* **EXERCISE DIRECTIONS**
Would you please retype, exactly, the lines of the listing below between the line with "pub fn check_min_arity(name: &str, args: &[Value], min: usize)" and the line with "check_arity(name, args, N)?;", inclusive?

* **SOURCE MATERIAL**
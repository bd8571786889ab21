//! # Primitive Helper Infrastructure
//!
//! Argument evaluation, arity validation and type extraction shared by all
//! primitives, so every primitive reports errors the same way.

use crate::errors::{arity_mismatch, type_mismatch, SchemeError};
use crate::numeric::Number;
use crate::runtime::environment::Environment;
use crate::runtime::eval::{evaluate, evaluate_all};
use crate::runtime::symbol::Symbol;
use crate::runtime::Interpreter;
use crate::value::{EvalResult, Value};

// ============================================================================
// ARITY VALIDATION
// ============================================================================

/// Requires exactly `expected` operands.
pub fn check_arity(name: &str, args: &[Value], expected: usize) -> Result<(), SchemeError> {
    if args.len() == expected {
        Ok(())
    } else {
        Err(arity_mismatch(name, expected, args.len()))
    }
}

/// Requires at least `min` operands.
pub fn check_min_arity(name: &str, args: &[Value], min: usize) -> Result<(), SchemeError> {
    if args.len() >= min {
        Ok(())
    } else {
        Err(arity_mismatch(name, format!("at least {}", min), args.len()))
    }
}

/// Requires between `min` and `max` operands inclusive.
pub fn check_arity_range(name: &str, args: &[Value], min: usize, max: usize) -> Result<(), SchemeError> {
    if (min..=max).contains(&args.len()) {
        Ok(())
    } else {
        Err(arity_mismatch(name, format!("{} or {}", min, max), args.len()))
    }
}

// ============================================================================
// ARGUMENT EVALUATION
// ============================================================================

/// Evaluates all operands left to right.
pub fn eval_args(args: &[Value], interp: &mut Interpreter, env: &Environment) -> Result<Vec<Value>, SchemeError> {
    evaluate_all(interp, args, env)
}

/// Checks arity, then evaluates exactly `N` operands.
pub fn eval_n_args<const N: usize>(
    name: &str,
    args: &[Value],
    interp: &mut Interpreter,
    env: &Environment,
) -> Result<[Value; N], SchemeError> {
    check_arity(name, args, N)?;
    let values = eval_args(args, interp, env)?;
    values
        .try_into()
        .map_err(|_| arity_mismatch(name, N, args.len()))
}

/// Evaluates a single operand.
pub fn eval_single_arg(name: &str, args: &[Value], interp: &mut Interpreter, env: &Environment) -> EvalResult {
    check_arity(name, args, 1)?;
    evaluate(interp, &args[0], env)
}

// ============================================================================
// TYPE EXTRACTION
// ============================================================================

pub fn extract_number(value: &Value, name: &str, index: usize) -> Result<Number, SchemeError> {
    value
        .as_number()
        .ok_or_else(|| type_mismatch(name, index, value.type_name(), "number"))
}

pub fn extract_numbers(values: &[Value], name: &str) -> Result<Vec<Number>, SchemeError> {
    values
        .iter()
        .enumerate()
        .map(|(index, value)| extract_number(value, name, index))
        .collect()
}

pub fn extract_symbol(value: &Value, name: &str, index: usize) -> Result<Symbol, SchemeError> {
    value
        .as_symbol()
        .ok_or_else(|| type_mismatch(name, index, value.type_name(), "symbol"))
}

/// Evaluates one operand and wraps a predicate result as a boolean.
pub fn eval_unary_predicate(
    name: &str,
    args: &[Value],
    interp: &mut Interpreter,
    env: &Environment,
    predicate: impl Fn(&Value) -> bool,
) -> EvalResult {
    let value = eval_single_arg(name, args, interp, env)?;
    Ok(Value::Boolean(predicate(&value)))
}
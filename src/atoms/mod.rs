//! # Primitives
//!
//! Native procedures and special forms, registered by name in an
//! [`AtomRegistry`] and bound into the global environment at startup.
//!
//! ## Module Structure
//!
//! - **`helpers`**: arity checks, operand evaluation, type extraction
//! - **`special_forms`**: `quote if cond begin let define set! lambda
//!   define-syntax syntax-rules`
//! - **`math`**: arithmetic, comparison and numeric predicates
//! - **`lists`**: pair and list operations
//! - **`logic`**: `not`, equivalence and type predicates
//!
//! ## Calling Convention
//!
//! Every primitive has the [`NativeFn`] signature and receives its operands
//! unevaluated. Ordinary procedures evaluate them first thing with
//! [`helpers::eval_args`]; special forms control evaluation themselves.

use im::HashMap;

pub use crate::value::{NativeFn, Primitive, PrimitiveKind};

pub mod helpers;
pub mod lists;
pub mod logic;
pub mod math;
pub mod special_forms;

// ============================================================================
// REGISTRY
// ============================================================================

/// Registry for all primitives, inspectable at runtime.
#[derive(Debug, Clone, Default)]
pub struct AtomRegistry {
    pub atoms: HashMap<String, Primitive>,
}

impl AtomRegistry {
    pub fn new() -> Self {
        Self::default()
    }

    pub fn get(&self, name: &str) -> Option<&Primitive> {
        self.atoms.get(name)
    }

    /// Registered names in sorted order.
    pub fn list(&self) -> Vec<String> {
        let mut names: Vec<String> = self.atoms.keys().cloned().collect();
        names.sort();
        names
    }

    pub fn register(&mut self, name: &'static str, func: NativeFn, kind: PrimitiveKind) {
        self.atoms
            .insert(name.to_string(), Primitive { name, func, kind });
    }

    pub fn has(&self, name: &str) -> bool {
        self.atoms.contains_key(name)
    }

    pub fn iter(&self) -> impl Iterator<Item = &Primitive> {
        self.atoms.values()
    }

    pub fn len(&self) -> usize {
        self.atoms.len()
    }

    pub fn is_empty(&self) -> bool {
        self.atoms.is_empty()
    }
}

// ============================================================================
// REGISTRATION
// ============================================================================

/// Registers every primitive and special form.
pub fn register_all_atoms(registry: &mut AtomRegistry) {
    special_forms::register_special_forms(registry);
    math::register_math_atoms(registry);
    lists::register_list_atoms(registry);
    logic::register_logic_atoms(registry);
}

pub fn build_default_atom_registry() -> AtomRegistry {
    let mut registry = AtomRegistry::new();
    register_all_atoms(&mut registry);
    registry
}
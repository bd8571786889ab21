//! End-to-end evaluation through the public `Interpreter` API.

mod common;

use common::{eval_all, eval_last, eval_last_with};
use quill::{ErrorKind, Interpreter, InterpreterConfig, Value};

// ============================================================================
// CORE FORMS
// ============================================================================

#[test]
fn nested_arithmetic() {
    assert_eq!(eval_last("(+ 1 (* 2 3) (- 10 4))"), "13");
}

#[test]
fn recursive_definition() {
    assert_eq!(
        eval_last("(define (fact n) (if (= n 0) 1 (* n (fact (- n 1))))) (fact 10)"),
        "3628800"
    );
}

#[test]
fn closures_keep_private_state() {
    let results = eval_all(
        "(define (make-counter)
           (let ((n 0))
             (lambda () (set! n (+ n 1)) n)))
         (define a (make-counter))
         (define b (make-counter))
         (a) (a) (b)",
    );
    assert_eq!(results[3..], ["1", "2", "1"]);
}

#[test]
fn named_let_loops() {
    assert_eq!(
        eval_last("(let loop ((i 0) (acc '())) (if (= i 3) acc (loop (+ i 1) (cons i acc))))"),
        "(2 1 0)"
    );
}

#[test]
fn let_initializers_see_outer_scope() {
    assert_eq!(eval_last("(define x 1) (let ((x 2) (y x)) (list x y))"), "(2 1)");
}

#[test]
fn variadic_parameters() {
    assert_eq!(eval_last("((lambda (x . more) more) 1 2 3)"), "(2 3)");
    assert_eq!(eval_last("((lambda args args))"), "()");
    assert_eq!(eval_last("(define (f a . rest) (length rest)) (f 1 2 3 4)"), "3");
}

#[test]
fn cond_clauses() {
    assert_eq!(eval_last("(cond ((= 1 2) 'a) (else 'b))"), "b");
    assert_eq!(eval_last("(cond (#f 1) ((+ 1 2) => (lambda (x) (* x 10))) (else 0))"), "30");
    assert_eq!(eval_last("(cond (#f) (7))"), "7");
    assert_eq!(eval_last("(cond (#f 1))"), "()");
}

#[test]
fn cond_arrow_evaluates_test_once() {
    let results = eval_all(
        "(define n 0)
         (cond ((begin (set! n (+ n 1)) n) => (lambda (v) v)))
         n",
    );
    assert_eq!(results[1..], ["1", "1"]);
}

#[test]
fn only_false_is_false() {
    assert_eq!(eval_last("(if '() 'yes 'no)"), "yes");
    assert_eq!(eval_last("(if 0 'yes 'no)"), "yes");
    assert_eq!(eval_last("(if #f 'yes)"), "()");
}

#[test]
fn pair_mutation() {
    assert_eq!(eval_last("(define p (cons 1 2)) (set-car! p 10) (set-cdr! p '(20)) p"), "(10 20)");
}

#[test]
fn equivalence_predicates() {
    let results = eval_all(
        "(eq? 'a 'a) (eqv? 2 2) (eqv? 2 2.0) (equal? '(1 (2 \"s\")) '(1 (2 \"s\"))) (eq? '(1) '(1))",
    );
    assert_eq!(results, ["#t", "#t", "#f", "#t", "#f"]);
}

// ============================================================================
// PRINTING
// ============================================================================

#[test]
fn procedures_print_with_their_binding_name() {
    let results = eval_all("(define (sq x) (* x x)) sq car (lambda (x) x)");
    assert_eq!(results[1..], ["#<procedure sq>", "#<procedure car>", "#<procedure>"]);
}

#[test]
fn macros_print_with_their_binding_name() {
    assert_eq!(
        eval_last("(define-syntax swap! (syntax-rules () ((_ a b) (let ((t a)) (set! a b) (set! b t))))) swap!"),
        "#<macro swap!>"
    );
}

#[test]
fn strings_print_escaped_and_read_back() {
    let mut interp = Interpreter::new();
    let printed = common::eval_all_in(&mut interp, r#""say \"hi\"\n""#).pop().unwrap();
    assert_eq!(printed, r#""say \"hi\"\n""#);
    assert_eq!(common::eval_all_in(&mut interp, &printed), [printed.clone()]);
}

#[test]
fn dotted_and_nested_lists_print() {
    assert_eq!(eval_last("'(1 (2 . 3) . 4)"), "(1 (2 . 3) . 4)");
}

// ============================================================================
// ERRORS AS VALUES
// ============================================================================

fn error_kind(source: &str) -> ErrorKind {
    let mut interp = Interpreter::new();
    let value = interp.eval_source(source).unwrap().pop().unwrap();
    match value {
        Value::Error(error) => error.kind.clone(),
        other => panic!("expected an error, got {:?}", other),
    }
}

#[test]
fn unbound_variable_in_operand() {
    assert_eq!(eval_last("(+ x 1)"), "Variable 'x' is not bound");
    assert!(matches!(error_kind("(+ x 1)"), ErrorKind::UnboundVariable { ref symbol } if symbol == "x"));
}

#[test]
fn set_requires_existing_binding() {
    assert!(matches!(error_kind("(set! nowhere 1)"), ErrorKind::UnboundVariable { .. }));
}

#[test]
fn accessor_type_errors_name_the_primitive() {
    assert_eq!(
        error_kind("(car 5)"),
        ErrorKind::TypeMismatch {
            function: "car".into(),
            index: 0,
            actual: "number".into(),
            expected: "pair".into(),
        }
    );
}

#[test]
fn applying_a_non_procedure() {
    assert!(matches!(error_kind("(\"f\" 1)"), ErrorKind::NotApplicable { .. }));
}

#[test]
fn malformed_special_forms() {
    assert!(matches!(error_kind("(if)"), ErrorKind::ArityMismatch { .. }));
    assert!(matches!(error_kind("(lambda (1) 1)"), ErrorKind::TypeMismatch { .. }));
    assert!(matches!(error_kind("(let ((x)) x)"), ErrorKind::InvalidSyntax { .. }));
    assert!(matches!(error_kind("(cond (else 1) (#t 2))"), ErrorKind::InvalidSyntax { .. }));
}

#[test]
fn errors_do_not_stop_later_forms() {
    let results = eval_all("(car '()) (define y 3) (* y 2)");
    assert!(results[0].starts_with("Function 'car'"));
    assert_eq!(results[2], "6");
}

#[test]
fn runaway_recursion_reports_recursion_limit() {
    let config = InterpreterConfig::default().with_max_depth(50);
    assert_eq!(
        eval_last_with(config, "(define (forever n) (+ 1 (forever n))) (forever 0)"),
        "Recursion limit of 50 exceeded"
    );
}

const COUNT: &str = "(define (count n) (if (= n 0) 0 (+ 1 (count (- n 1)))))";

/// Runs `f` on a thread with a deliberately small native stack.
fn on_small_stack<F: FnOnce() -> String + Send + 'static>(f: F) -> String {
    std::thread::Builder::new()
        .stack_size(2 * 1024 * 1024)
        .spawn(f)
        .expect("spawn test thread")
        .join()
        .expect("evaluation thread panicked")
}

#[test]
fn bounded_recursion_fits_the_default_limit_on_a_small_stack() {
    let result = on_small_stack(|| eval_last(&format!("{} (count 300)", COUNT)));
    assert_eq!(result, "300");
}

#[test]
fn deep_recursion_grows_the_native_stack() {
    let result = on_small_stack(|| {
        let config = InterpreterConfig::default().with_max_depth(10_000);
        eval_last_with(config, &format!("{} (count 2000)", COUNT))
    });
    assert_eq!(result, "2000");
}

#[test]
fn default_limit_is_reached_before_the_native_stack_runs_out() {
    let result = on_small_stack(|| eval_last("(define (forever n) (+ 1 (forever n))) (forever 0)"));
    assert_eq!(result, "Recursion limit of 1000 exceeded");
}

#[test]
fn interpreters_do_not_share_state() {
    let mut first = Interpreter::new();
    let mut second = Interpreter::new();
    common::eval_all_in(&mut first, "(define shared 1)");
    assert_eq!(common::eval_all_in(&mut second, "shared"), ["Variable 'shared' is not bound"]);
}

* **EXPECTED OUTPUT**
pub fn check_min_arity(name: &str, args: &[Value], min: usize) -> Result<(), SchemeError> {
    if args.len() >= min {
        Ok(())
    } else {
        Err(arity_mismatch(name, format!("at least {}", min), args.len()))
    }
}

/// Requires between `min` and `max` operands inclusive.
pub fn check_arity_range(name: &str, args: &[Value], min: usize, max: usize) -> Result<(), SchemeError> {
    if (min..=max).contains(&args.len()) {
        Ok(())
    } else {
        Err(arity_mismatch(name, format!("{} or {}", min, max), args.len()))
    }
}

// ============================================================================
// ARGUMENT EVALUATION
// ============================================================================

/// Evaluates all operands left to right.
pub fn eval_args(args: &[Value], interp: &mut Interpreter, env: &Environment) -> Result<Vec<Value>, SchemeError> {
    evaluate_all(interp, args, env)
}

/// Checks arity, then evaluates exactly `N` operands.
pub fn eval_n_args<const N: usize>(
    name: &str,
    args: &[Value],
    interp: &mut Interpreter,
    env: &Environment,
) -> Result<[Value; N], SchemeError> {
    check_arity(name, args, N)?;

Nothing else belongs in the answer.